Aujourd'hui, la confiance mutuelle, on le voit, est questionnée. Elle n'est peut-être même pas réunie, si on n'arrive pas à avoir très rapidement de la clarté sur la manière avec laquelle le Royaume-Uni cherche à appliquer les engagements qu'il a pris.
Dans l'accord de retrait qui est tout neuf, il date d'il y a quelques mois, un certain nombre de dispositions - le protocole irlandais, la protection des droits des citoyens, les engagements financiers - obligeait le Royaume-Uni à faire un certain nombre de choses, de son propre chef, sous le regard vigilant bien sûr des Européens, mais il y a des actions qui doivent être prises.
Aujourd'hui, on a une forme d'inquiétude sur l'Irlande, en particulier, où l'on voit des déclarations qui semblent officielles et qui sont totalement contraires à l'esprit de l'accord de retrait signé.

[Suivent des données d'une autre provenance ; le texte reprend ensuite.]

//! Sprig command line driver.
//!
//! Builds a module system from `sprig.toml` and the command line, then
//! resolves classes through it, keeps re-resolving them as mounted class
//! files change, or lists the installed code locations.

mod config;

use std::path::{Path, PathBuf};
use std::process::ExitCode;
use std::sync::Arc;
use std::time::Duration;

use anyhow::{Context, Result};
use clap::{Parser, Subcommand};
use sprig_loader::{ClassName, ModuleSystem};
use sprig_vfs::{FileSystemPool, LocalFileSystem, Repository};
use tracing::{info, warn};
use tracing_subscriber::prelude::*;
use tracing_subscriber::{EnvFilter, Registry, fmt, reload};
use url::Url;

use crate::config::{Config, location_url};

#[derive(Parser, Debug)]
#[command(name = "sprig", version)]
#[command(about = "Resolve classes against installed module locations")]
struct Args {
	/// Config file [default: $SPRIG_CONFIG or ~/.config/sprig/sprig.toml]
	#[arg(short, long, value_name = "PATH", global = true)]
	config: Option<PathBuf>,

	/// Verbose logging
	#[arg(short, long, global = true)]
	verbose: bool,

	/// Extra code location, appended after the configured ones
	#[arg(long = "classpath", value_name = "URL|PATH", global = true)]
	classpath: Vec<String>,

	#[command(subcommand)]
	command: Command,
}

#[derive(Subcommand, Debug)]
enum Command {
	/// Resolve classes and report where each one came from
	Resolve {
		/// Dotted class names, e.g. org.acme.Widget
		#[arg(required = true)]
		classes: Vec<String>,
	},
	/// Resolve classes, then watch mounted directories and resolve again
	/// whenever a change invalidates the loader
	Watch {
		#[arg(required = true)]
		classes: Vec<String>,

		/// How often to check for invalidation
		#[arg(long, value_name = "MS", default_value_t = 250)]
		interval: u64,
	},
	/// List installed code locations
	Locations {
		/// Uninstall a location before listing
		#[arg(long, value_name = "URL|PATH")]
		uninstall: Vec<String>,

		/// Drop uninstalled locations from the class path
		#[arg(long)]
		rebuild: bool,
	},
}

fn main() -> Result<ExitCode> {
	let args = Args::parse();
	let filter = setup_tracing(args.verbose);
	let config = Config::load(args.config.as_deref())?;
	apply_config_filter(filter, config.log.filter.as_deref());

	info!(command = ?args.command, "starting sprig");
	let cwd = std::env::current_dir().context("cannot determine working directory")?;
	let extra = args.classpath.iter().map(|l| location_url(l, &cwd)).collect::<Result<Vec<_>, _>>()?;
	let watch = matches!(args.command, Command::Watch { .. });
	let system = build_system(&config, &extra, watch)?;

	match &args.command {
		Command::Resolve { classes } => resolve(&system, classes),
		Command::Watch { classes, interval } => watch_classes(&system, classes, Duration::from_millis(*interval)),
		Command::Locations { uninstall, rebuild } => {
			for location in uninstall {
				system.registry().uninstall(Some(&location_url(location, &cwd)?));
			}
			if *rebuild {
				system.registry().rebuild()?;
			}
			list_locations(&system);
			Ok(ExitCode::SUCCESS)
		}
	}
}

/// Mounts every configured directory and installs the configured, extra and
/// mounted locations, in that order. With `watch`, mounted directories report
/// changes as they happen.
fn build_system(config: &Config, extra: &[Url], watch: bool) -> Result<ModuleSystem> {
	let pool = Arc::new(FileSystemPool::new());
	let mut locations = config.locations()?;
	locations.extend_from_slice(extra);

	for mount in &config.mounts {
		let fs = LocalFileSystem::open(&mount.name, &mount.root).with_context(|| format!("cannot mount {:?}", mount.name))?;
		if watch {
			fs.watch().with_context(|| format!("cannot watch {:?}", mount.name))?;
		}
		pool.mount(Arc::new(fs))?;
		locations.push(directory_url(&mount.root)?);
	}

	let system = ModuleSystem::new(pool);
	system.registry().initialize(&locations)?;
	Ok(system)
}

fn directory_url(path: &Path) -> Result<Url> {
	let path = std::path::absolute(path)?;
	Url::from_directory_path(&path).map_err(|()| anyhow::anyhow!("not an absolute path: {}", path.display()))
}

fn resolve(system: &ModuleSystem, classes: &[String]) -> Result<ExitCode> {
	let loader = system.current_class_loader();
	let mut missing = 0usize;

	for class in classes {
		let name = ClassName::new(class)?;
		match loader.load_class(&name) {
			Ok(loaded) => {
				let tracked = system.repository().find(name.package(), name.simple_name(), "class").is_some();
				println!("{name} <{}> epoch={} tracked={}", loaded.origin, loaded.epoch, if tracked { "yes" } else { "no" });
			}
			Err(err) if err.is_not_found() => {
				println!("{name}: not found");
				missing += 1;
			}
			Err(err) => return Err(err).with_context(|| format!("failed to resolve {name}")),
		}
	}

	Ok(if missing == 0 { ExitCode::SUCCESS } else { ExitCode::FAILURE })
}

/// Runs until interrupted.
fn watch_classes(system: &ModuleSystem, classes: &[String], interval: Duration) -> Result<ExitCode> {
	loop {
		resolve(system, classes)?;
		let loader = system.current_class_loader();
		while !loader.is_retired() {
			std::thread::sleep(interval);
		}
		info!(epoch = loader.epoch(), "class loader invalidated, resolving again");
	}
}

fn list_locations(system: &ModuleSystem) {
	let registry = system.registry();
	for location in registry.locations() {
		if registry.is_ignored(&location) {
			println!("{location} (ignored)");
		} else {
			println!("{location}");
		}
	}
}

const DEFAULT_FILTER: &str = "sprig=info";

type FilterHandle = reload::Handle<EnvFilter, Registry>;

/// Filter directives from `-v` or the environment, and whether they take
/// precedence over the config file.
fn initial_directives(verbose: bool, var: impl Fn(&str) -> Option<String>) -> (String, bool) {
	if verbose {
		return ("sprig=trace".to_string(), true);
	}
	["SPRIG_LOG", EnvFilter::DEFAULT_ENV]
		.into_iter()
		.find_map(|key| var(key).filter(|d| !d.is_empty()))
		.map_or_else(|| (DEFAULT_FILTER.to_string(), false), |d| (d, true))
}

/// Installs the subscriber before anything logs. Returns a handle for the
/// config file's filter unless `-v` or the environment already chose one.
fn setup_tracing(verbose: bool) -> Option<FilterHandle> {
	let (directives, explicit) = initial_directives(verbose, |key| std::env::var(key).ok());
	let filter = EnvFilter::try_new(&directives).unwrap_or_else(|_| EnvFilter::new(DEFAULT_FILTER));
	let (filter, handle) = reload::Layer::new(filter);

	tracing_subscriber::registry().with(filter).with(fmt::layer().with_writer(std::io::stderr)).init();
	(!explicit).then_some(handle)
}

fn apply_config_filter(handle: Option<FilterHandle>, configured: Option<&str>) {
	let (Some(handle), Some(directives)) = (handle, configured) else {
		return;
	};
	match EnvFilter::try_new(directives) {
		Ok(filter) => {
			if let Err(error) = handle.reload(filter) {
				warn!(%error, "cannot apply configured log filter");
			}
		}
		Err(error) => warn!(filter = directives, %error, "invalid log filter in config"),
	}
}

#[cfg(test)]
mod tests {
	use std::fs;

	use pretty_assertions::assert_eq;
	use tempfile::TempDir;

	use super::*;

	fn config_with_mount(root: &Path) -> Config {
		Config::parse(&format!("[[mount]]\nname = \"project\"\nroot = {:?}\n", root.display().to_string()), Path::new("/")).unwrap()
	}

	#[test]
	fn mounts_are_installed_and_tracked() {
		let dir = TempDir::new().unwrap();
		fs::create_dir_all(dir.path().join("org/acme")).unwrap();
		fs::write(dir.path().join("org/acme/Widget.class"), b"widget").unwrap();

		let system = build_system(&config_with_mount(dir.path()), &[], false).unwrap();

		assert_eq!(system.registry().locations(), vec![Url::from_directory_path(dir.path()).unwrap()]);
		let widget = system.load_class("org.acme.Widget").unwrap();
		assert_eq!(widget.epoch, 1);
		assert!(system.repository().find("org.acme", "Widget", "class").is_some());
	}

	#[test]
	fn extra_locations_follow_configured_ones() {
		let mounted = TempDir::new().unwrap();
		let extra = TempDir::new().unwrap();
		let extra_url = Url::from_directory_path(extra.path()).unwrap();

		let system = build_system(&config_with_mount(mounted.path()), std::slice::from_ref(&extra_url), false).unwrap();

		assert_eq!(system.registry().locations(), vec![extra_url, Url::from_directory_path(mounted.path()).unwrap()]);
	}

	#[test]
	fn missing_mount_root_fails() {
		let dir = TempDir::new().unwrap();
		let err = build_system(&config_with_mount(&dir.path().join("absent")), &[], false).err().unwrap();
		assert!(err.to_string().contains("cannot mount"));
	}

	#[test]
	fn cli_parses_global_flags_after_subcommand() {
		let args = Args::try_parse_from(["sprig", "resolve", "org.acme.Widget", "--classpath", "out", "-v"]).unwrap();
		assert!(args.verbose);
		assert_eq!(args.classpath, vec!["out".to_string()]);
		assert!(matches!(args.command, Command::Resolve { ref classes } if classes == &["org.acme.Widget".to_string()]));
	}

	#[test]
	fn resolve_requires_a_class() {
		assert!(Args::try_parse_from(["sprig", "resolve"]).is_err());
		assert!(Args::try_parse_from(["sprig", "watch"]).is_err());
	}

	#[test]
	fn watch_parses_interval() {
		let args = Args::try_parse_from(["sprig", "watch", "org.acme.Widget", "--interval", "50"]).unwrap();
		assert!(matches!(args.command, Command::Watch { interval: 50, .. }));
	}

	#[test]
	fn watched_mounts_report_changes() {
		let dir = TempDir::new().unwrap();
		fs::create_dir_all(dir.path().join("org/acme")).unwrap();
		fs::write(dir.path().join("org/acme/Widget.class"), b"widget").unwrap();
		let system = build_system(&config_with_mount(dir.path()), &[], true).unwrap();
		let loader = system.current_class_loader();
		loader.load_class_str("org.acme.Widget").unwrap();

		fs::write(dir.path().join("org/acme/Widget.class"), b"widget v2").unwrap();

		let deadline = std::time::Instant::now() + Duration::from_secs(10);
		while !loader.is_retired() && std::time::Instant::now() < deadline {
			std::thread::sleep(Duration::from_millis(20));
		}
		assert!(loader.is_retired());
	}

	#[test]
	fn log_filter_precedence() {
		let env = |pairs: &'static [(&'static str, &'static str)]| move |key: &str| pairs.iter().find(|(k, _)| *k == key).map(|(_, v)| v.to_string());

		assert_eq!(initial_directives(true, env(&[("SPRIG_LOG", "warn")])), ("sprig=trace".to_string(), true));
		assert_eq!(initial_directives(false, env(&[("SPRIG_LOG", "warn"), ("RUST_LOG", "debug")])), ("warn".to_string(), true));
		assert_eq!(initial_directives(false, env(&[("RUST_LOG", "debug")])), ("debug".to_string(), true));
		assert_eq!(initial_directives(false, env(&[("SPRIG_LOG", "")])), (DEFAULT_FILTER.to_string(), false));
		assert_eq!(initial_directives(false, env(&[])), (DEFAULT_FILTER.to_string(), false));
	}

	#[test]
	fn config_filter_reloads_the_default() {
		let (layer, handle) = reload::Layer::<EnvFilter, Registry>::new(EnvFilter::new(DEFAULT_FILTER));
		let _subscriber = tracing_subscriber::registry().with(layer);

		apply_config_filter(Some(handle.clone()), Some("sprig=debug"));
		assert_eq!(handle.with_current(|f| f.to_string()).unwrap(), "sprig=debug");

		apply_config_filter(Some(handle.clone()), Some("sprig=loud"));
		assert_eq!(handle.with_current(|f| f.to_string()).unwrap(), "sprig=debug");
	}
}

Il y a une frontière de fait qui va exister, qui existe, entre le marché intérieur d'un côté et le Royaume-Uni de l'autre. Nous devons faire des contrôles, pas seulement dans l'intérêt des Irlandais mais dans celui du marché intérieur dans son ensemble. Il faut aussi avoir en tête qu'il y aura des contrôles quel que soit l'accord trouvé en 2021. A partir du moment où le Royaume-Uni sort du marché intérieur, sort de l'union douanière, il faut qu'il y ait des contrôles à Calais, à Boulogne, dans tous les ports néerlandais et belges, parce que, s'il n'y a pas de contrôle, il ne peut pas y avoir de protection du marché intérieur.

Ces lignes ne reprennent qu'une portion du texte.